WORK ORDER: When the string "ServerConfig" is part of a line below, that line should be copied.

AVAILABLE DATA:
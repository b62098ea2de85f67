use rand::rngs::StdRng;
use redbench::workload::{Command, CommandWorkload, KeySpace};
use redbench::{append_command, run, run_blocking, BenchError, FailurePolicy, Options, RunState};
use redbench_server::{Server, ServerConfig};
use std::net::SocketAddr;
use std::sync::atomic::{AtomicBool, Ordering};
use std::sync::Arc;
use std::time::{Duration, Instant};
use tokio::sync::oneshot;
use tokio::time::timeout;

const SERVER_READY_TIMEOUT: Duration = Duration::from_secs(60);
const RUN_TIMEOUT: Duration = Duration::from_secs(30);

async fn start_server(reply: &[u8], close_after: Option<u64>) -> SocketAddr {
    let (ready_tx, ready_rx) = oneshot::channel();

    let server = Server::new(ServerConfig {
        address: "127.0.0.1:0".parse().unwrap(),
        reply: reply.to_vec(),
        close_after,
    });

    tokio::spawn(async move {
        server.run(ready_tx).await.expect("server failed");
    });

    timeout(SERVER_READY_TIMEOUT, ready_rx)
        .await
        .expect("server did not start within 60 seconds")
        .expect("server ready signal dropped")
}

fn ping(buf: &mut Vec<u8>, _rng: &mut StdRng) {
    append_command(buf, ["PING"]);
}

fn options(clients: usize, requests: u64, pipeline: usize) -> Options {
    Options {
        clients,
        requests,
        pipeline,
        seed: Some(7),
        ..Options::default()
    }
}

#[tokio::test]
async fn test_single_client_ping() {
    let addr = start_server(b"+PONG\r\n", None).await;

    let summary = timeout(RUN_TIMEOUT, run("PING", &addr.to_string(), &options(1, 3, 1), ping))
        .await
        .expect("run hung")
        .expect("run failed");

    assert_eq!(summary.name, "PING");
    assert_eq!(summary.completed, 3);
    assert_eq!(summary.errors, 0);
    assert_eq!(summary.state, RunState::Completed);
    assert!(!summary.incomplete);
    assert!(summary.throughput_rps > 0.0);
}

#[tokio::test]
async fn test_uneven_budget_is_fully_spent() {
    let addr = start_server(b"+PONG\r\n", None).await;

    let summary = run("PING", &addr.to_string(), &options(4, 10, 1), ping).await.expect("run failed");

    assert_eq!(summary.clients, 4);
    assert_eq!(summary.sent, 10);
    assert_eq!(summary.completed, 10);
    assert_eq!(summary.errors, 0);
}

#[tokio::test]
async fn test_pipelined_run_with_named_workloads() {
    let addr = start_server(b"+OK\r\n", None).await;
    let space = KeySpace::new(1_000, 100, 32);

    for command in [Command::Set, Command::HMSet, Command::LRange] {
        let workload = CommandWorkload::new(command, space.clone());
        let summary = run(command.as_name(), &addr.to_string(), &options(8, 1_003, 16), workload)
            .await
            .expect("run failed");

        assert_eq!(summary.completed, 1_003, "{}", command.as_name());
        assert_eq!(summary.errors, 0);
        assert!(summary.bytes_written > 0);
        assert_eq!(summary.bytes_read, 1_003 * 5);
    }
}

#[tokio::test]
async fn test_zero_requests_completes_immediately() {
    let addr = start_server(b"+PONG\r\n", None).await;

    let summary = run("PING", &addr.to_string(), &options(3, 0, 1), ping).await.expect("run failed");

    assert_eq!(summary.completed, 0);
    assert_eq!(summary.state, RunState::Completed);
    assert!(!summary.incomplete);
}

#[tokio::test]
async fn test_server_closing_connection_is_reported() {
    let addr = start_server(b"+PONG\r\n", Some(5)).await;

    let summary = timeout(RUN_TIMEOUT, run("PING", &addr.to_string(), &options(1, 10, 1), ping))
        .await
        .expect("run hung")
        .expect("run failed");

    assert_eq!(summary.completed, 5);
    assert_eq!(summary.errors, 1);
    assert_eq!(summary.failed_workers, 1);
    assert_eq!(summary.state, RunState::Aborted);
    assert!(summary.incomplete);
}

#[tokio::test]
async fn test_tolerant_policy_lets_other_workers_finish() {
    // Every connection is closed after 5 replies; shares of 4 fit, shares of 6 do not.
    let addr = start_server(b"+PONG\r\n", Some(5)).await;
    let opts = Options {
        failure_policy: FailurePolicy::Tolerate,
        ..options(3, 16, 1)
    };

    let summary = timeout(RUN_TIMEOUT, run("PING", &addr.to_string(), &opts, ping))
        .await
        .expect("run hung")
        .expect("run failed");

    // shares are 6, 5, 5: the first worker fails after 5 replies, the others finish.
    assert_eq!(summary.completed, 15);
    assert_eq!(summary.errors, 1);
    assert_eq!(summary.state, RunState::Completed);
    assert!(summary.incomplete);
}

#[tokio::test]
async fn test_time_limit_cancels_blocked_workers() {
    // The server never answers, so every worker blocks on its first read.
    let addr = start_server(b"", None).await;
    let opts = Options {
        time_limit: Some(Duration::from_millis(200)),
        ..options(4, 1_000, 10)
    };

    let started = Instant::now();
    let summary = timeout(RUN_TIMEOUT, run("PING", &addr.to_string(), &opts, ping))
        .await
        .expect("run hung")
        .expect("run failed");

    assert!(started.elapsed() < Duration::from_secs(5));
    assert_eq!(summary.completed, 0);
    assert_eq!(summary.sent, 40);
    assert_eq!(summary.errors, 0);
    assert_eq!(summary.state, RunState::Aborted);
    assert!(summary.incomplete);
}

#[tokio::test]
async fn test_panicking_worker_cancels_the_run() {
    // The server never answers, so the other workers only stop when cancelled.
    let addr = start_server(b"", None).await;
    let tripped = Arc::new(AtomicBool::new(false));
    let trip = Arc::clone(&tripped);
    let workload = move |buf: &mut Vec<u8>, _rng: &mut StdRng| {
        if !trip.swap(true, Ordering::SeqCst) {
            panic!("workload failed on its first request");
        }
        append_command(buf, ["PING"]);
    };

    let started = Instant::now();
    let summary = timeout(RUN_TIMEOUT, run("PING", &addr.to_string(), &options(4, 400_000, 1), workload))
        .await
        .expect("run hung after a worker panicked")
        .expect("run failed");

    assert!(started.elapsed() < Duration::from_secs(5));
    assert_eq!(summary.state, RunState::Aborted);
    assert_eq!(summary.completed, 0);
    assert_eq!(summary.errors, 1);
    assert_eq!(summary.failed_workers, 1);
    assert!(summary.incomplete);
}

#[tokio::test]
async fn test_panicking_worker_cancels_a_tolerant_run() {
    let addr = start_server(b"", None).await;
    let tripped = Arc::new(AtomicBool::new(false));
    let trip = Arc::clone(&tripped);
    let workload = move |buf: &mut Vec<u8>, _rng: &mut StdRng| {
        if !trip.swap(true, Ordering::SeqCst) {
            panic!("workload failed on its first request");
        }
        append_command(buf, ["PING"]);
    };
    let opts = Options {
        failure_policy: FailurePolicy::Tolerate,
        ..options(3, 300, 1)
    };

    let mut bench = redbench::Bench::new("PING", &addr.to_string(), opts, Arc::new(workload));
    let summary = timeout(RUN_TIMEOUT, bench.run())
        .await
        .expect("run hung after a worker panicked")
        .expect("run failed");

    assert_eq!(bench.state(), RunState::Aborted);
    assert_eq!(summary.failed_workers, 1);
    assert!(summary.incomplete);
}

#[tokio::test]
async fn test_rate_limit_bounds_pipelined_throughput() {
    let addr = start_server(b"+OK\r\n", None).await;
    // 100 requests at 200/s in batches of 10: at least ~0.5s.
    let opts = Options {
        rate_limit: Some(200.0),
        ..options(1, 100, 10)
    };

    let started = Instant::now();
    let summary = run("PING", &addr.to_string(), &opts, ping).await.expect("run failed");
    let elapsed = started.elapsed();

    assert_eq!(summary.completed, 100);
    assert!(elapsed >= Duration::from_millis(490), "rate limit bypassed: {elapsed:?}");
    assert!(summary.elapsed_secs >= 0.49);
}

#[tokio::test]
async fn test_rate_limit_is_shared_by_all_clients() {
    let addr = start_server(b"+OK\r\n", None).await;
    let opts = Options {
        rate_limit: Some(400.0),
        ..options(4, 200, 5)
    };

    let started = Instant::now();
    let summary = run("PING", &addr.to_string(), &opts, ping).await.expect("run failed");

    assert_eq!(summary.completed, 200);
    assert!(started.elapsed() >= Duration::from_millis(490));
}

#[tokio::test]
async fn test_error_replies_are_counted() {
    let addr = start_server(b"-ERR wrong type\r\n", None).await;

    let summary = run("PING", &addr.to_string(), &options(2, 20, 4), ping).await.expect("run failed");

    assert_eq!(summary.completed, 20);
    assert_eq!(summary.error_replies, 20);
    assert_eq!(summary.errors, 0);
    assert_eq!(summary.error_reply_rate(), 1.0);
}

#[tokio::test]
async fn test_rejected_setup_fails_before_running() {
    let addr = start_server(b"-ERR invalid password\r\n", None).await;
    let mut auth = Vec::new();
    append_command(&mut auth, ["AUTH", "nope"]);
    let opts = Options {
        setup: vec![auth],
        ..options(2, 10, 1)
    };

    let result = run("PING", &addr.to_string(), &opts, ping).await;
    assert!(matches!(result, Err(BenchError::Connect { .. })));
}

#[test]
fn test_blocking_entry_point() {
    // The server needs a runtime of its own while run_blocking owns another.
    let server_runtime = tokio::runtime::Runtime::new().unwrap();
    let addr = server_runtime.block_on(start_server(b"+PONG\r\n", None));

    let summary = run_blocking("PING", &addr.to_string(), &options(2, 50, 5), ping).expect("run failed");

    assert_eq!(summary.completed, 50);
    assert_eq!(summary.state, RunState::Completed);
}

REPLY:
use redbench_server::{Server, ServerConfig};
    let server = Server::new(ServerConfig {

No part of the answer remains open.